YOUR OBJECTIVE: Using the records below, report how many lines include "const", and give no more than the number.

** LISTED RECORDS follows **

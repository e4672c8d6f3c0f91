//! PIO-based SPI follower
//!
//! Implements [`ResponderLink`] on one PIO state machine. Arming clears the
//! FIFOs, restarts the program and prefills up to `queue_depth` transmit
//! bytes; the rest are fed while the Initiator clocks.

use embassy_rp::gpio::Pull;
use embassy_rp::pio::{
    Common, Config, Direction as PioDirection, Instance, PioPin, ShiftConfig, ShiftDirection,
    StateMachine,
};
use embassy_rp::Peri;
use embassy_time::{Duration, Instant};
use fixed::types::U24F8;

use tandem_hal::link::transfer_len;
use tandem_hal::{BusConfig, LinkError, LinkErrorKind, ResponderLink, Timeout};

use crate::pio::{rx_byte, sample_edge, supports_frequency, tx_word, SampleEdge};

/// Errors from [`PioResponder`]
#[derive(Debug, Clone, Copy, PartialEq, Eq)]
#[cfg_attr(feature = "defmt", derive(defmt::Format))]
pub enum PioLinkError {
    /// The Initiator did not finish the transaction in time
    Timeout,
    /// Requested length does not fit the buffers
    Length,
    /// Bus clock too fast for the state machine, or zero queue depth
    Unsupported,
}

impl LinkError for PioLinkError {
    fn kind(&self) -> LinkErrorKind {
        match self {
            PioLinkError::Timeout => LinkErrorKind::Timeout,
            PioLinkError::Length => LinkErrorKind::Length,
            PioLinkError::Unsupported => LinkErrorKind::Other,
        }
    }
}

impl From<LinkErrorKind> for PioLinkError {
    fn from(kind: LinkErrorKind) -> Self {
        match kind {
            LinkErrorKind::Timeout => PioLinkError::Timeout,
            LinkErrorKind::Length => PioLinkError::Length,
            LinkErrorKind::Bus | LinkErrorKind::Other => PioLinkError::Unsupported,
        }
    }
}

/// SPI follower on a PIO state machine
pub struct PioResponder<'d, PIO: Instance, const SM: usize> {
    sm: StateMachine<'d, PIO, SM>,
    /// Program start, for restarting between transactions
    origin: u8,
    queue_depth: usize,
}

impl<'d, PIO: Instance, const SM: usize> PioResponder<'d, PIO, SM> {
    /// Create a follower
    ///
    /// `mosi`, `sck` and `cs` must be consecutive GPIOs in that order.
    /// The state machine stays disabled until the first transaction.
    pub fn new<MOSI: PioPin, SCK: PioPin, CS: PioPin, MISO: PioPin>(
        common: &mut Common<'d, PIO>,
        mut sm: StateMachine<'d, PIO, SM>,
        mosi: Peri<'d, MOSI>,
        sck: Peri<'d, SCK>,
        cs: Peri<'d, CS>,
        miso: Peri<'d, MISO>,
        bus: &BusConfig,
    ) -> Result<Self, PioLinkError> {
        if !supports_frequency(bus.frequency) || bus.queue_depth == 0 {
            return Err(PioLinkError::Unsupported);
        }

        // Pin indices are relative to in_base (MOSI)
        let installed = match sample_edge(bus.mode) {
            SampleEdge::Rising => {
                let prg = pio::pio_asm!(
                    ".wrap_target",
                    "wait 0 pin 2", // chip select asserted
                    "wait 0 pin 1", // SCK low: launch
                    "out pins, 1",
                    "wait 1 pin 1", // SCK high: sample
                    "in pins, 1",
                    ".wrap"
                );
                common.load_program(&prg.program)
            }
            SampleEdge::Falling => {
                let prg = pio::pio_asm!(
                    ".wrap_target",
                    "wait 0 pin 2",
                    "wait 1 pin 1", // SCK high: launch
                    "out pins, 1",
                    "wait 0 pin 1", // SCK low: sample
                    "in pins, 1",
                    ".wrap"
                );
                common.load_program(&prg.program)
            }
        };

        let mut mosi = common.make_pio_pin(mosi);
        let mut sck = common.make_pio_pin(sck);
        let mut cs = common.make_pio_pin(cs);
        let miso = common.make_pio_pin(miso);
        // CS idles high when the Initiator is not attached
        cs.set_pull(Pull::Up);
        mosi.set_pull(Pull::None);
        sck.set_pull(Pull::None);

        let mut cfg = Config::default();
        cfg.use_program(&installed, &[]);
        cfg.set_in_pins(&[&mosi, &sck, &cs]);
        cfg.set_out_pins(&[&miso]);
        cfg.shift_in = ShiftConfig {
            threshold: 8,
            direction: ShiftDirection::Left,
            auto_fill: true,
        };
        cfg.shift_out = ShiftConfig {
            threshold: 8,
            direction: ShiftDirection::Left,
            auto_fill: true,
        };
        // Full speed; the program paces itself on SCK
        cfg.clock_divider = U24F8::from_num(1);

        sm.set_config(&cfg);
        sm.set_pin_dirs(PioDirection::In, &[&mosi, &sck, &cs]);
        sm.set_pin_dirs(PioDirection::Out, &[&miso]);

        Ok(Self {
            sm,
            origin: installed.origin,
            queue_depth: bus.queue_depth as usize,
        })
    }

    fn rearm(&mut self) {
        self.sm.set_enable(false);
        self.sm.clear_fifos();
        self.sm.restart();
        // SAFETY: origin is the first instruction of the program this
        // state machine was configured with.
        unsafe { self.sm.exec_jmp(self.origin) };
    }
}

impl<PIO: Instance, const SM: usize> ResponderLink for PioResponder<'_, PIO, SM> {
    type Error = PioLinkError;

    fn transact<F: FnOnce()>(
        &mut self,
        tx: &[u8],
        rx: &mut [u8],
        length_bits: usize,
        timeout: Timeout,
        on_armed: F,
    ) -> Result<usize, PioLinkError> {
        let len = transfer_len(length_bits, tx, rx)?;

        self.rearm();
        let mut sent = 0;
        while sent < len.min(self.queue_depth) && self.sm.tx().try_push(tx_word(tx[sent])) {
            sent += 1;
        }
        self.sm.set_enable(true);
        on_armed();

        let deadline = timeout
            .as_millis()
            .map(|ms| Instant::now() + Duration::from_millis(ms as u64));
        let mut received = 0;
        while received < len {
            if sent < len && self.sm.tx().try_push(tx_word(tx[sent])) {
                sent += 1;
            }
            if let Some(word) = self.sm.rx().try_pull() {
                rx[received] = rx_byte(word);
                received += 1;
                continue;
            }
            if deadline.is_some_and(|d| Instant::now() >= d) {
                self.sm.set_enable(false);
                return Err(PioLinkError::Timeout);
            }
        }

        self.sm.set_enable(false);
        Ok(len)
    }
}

** End of LISTED RECORDS **

EXPECTED ANSWER: 3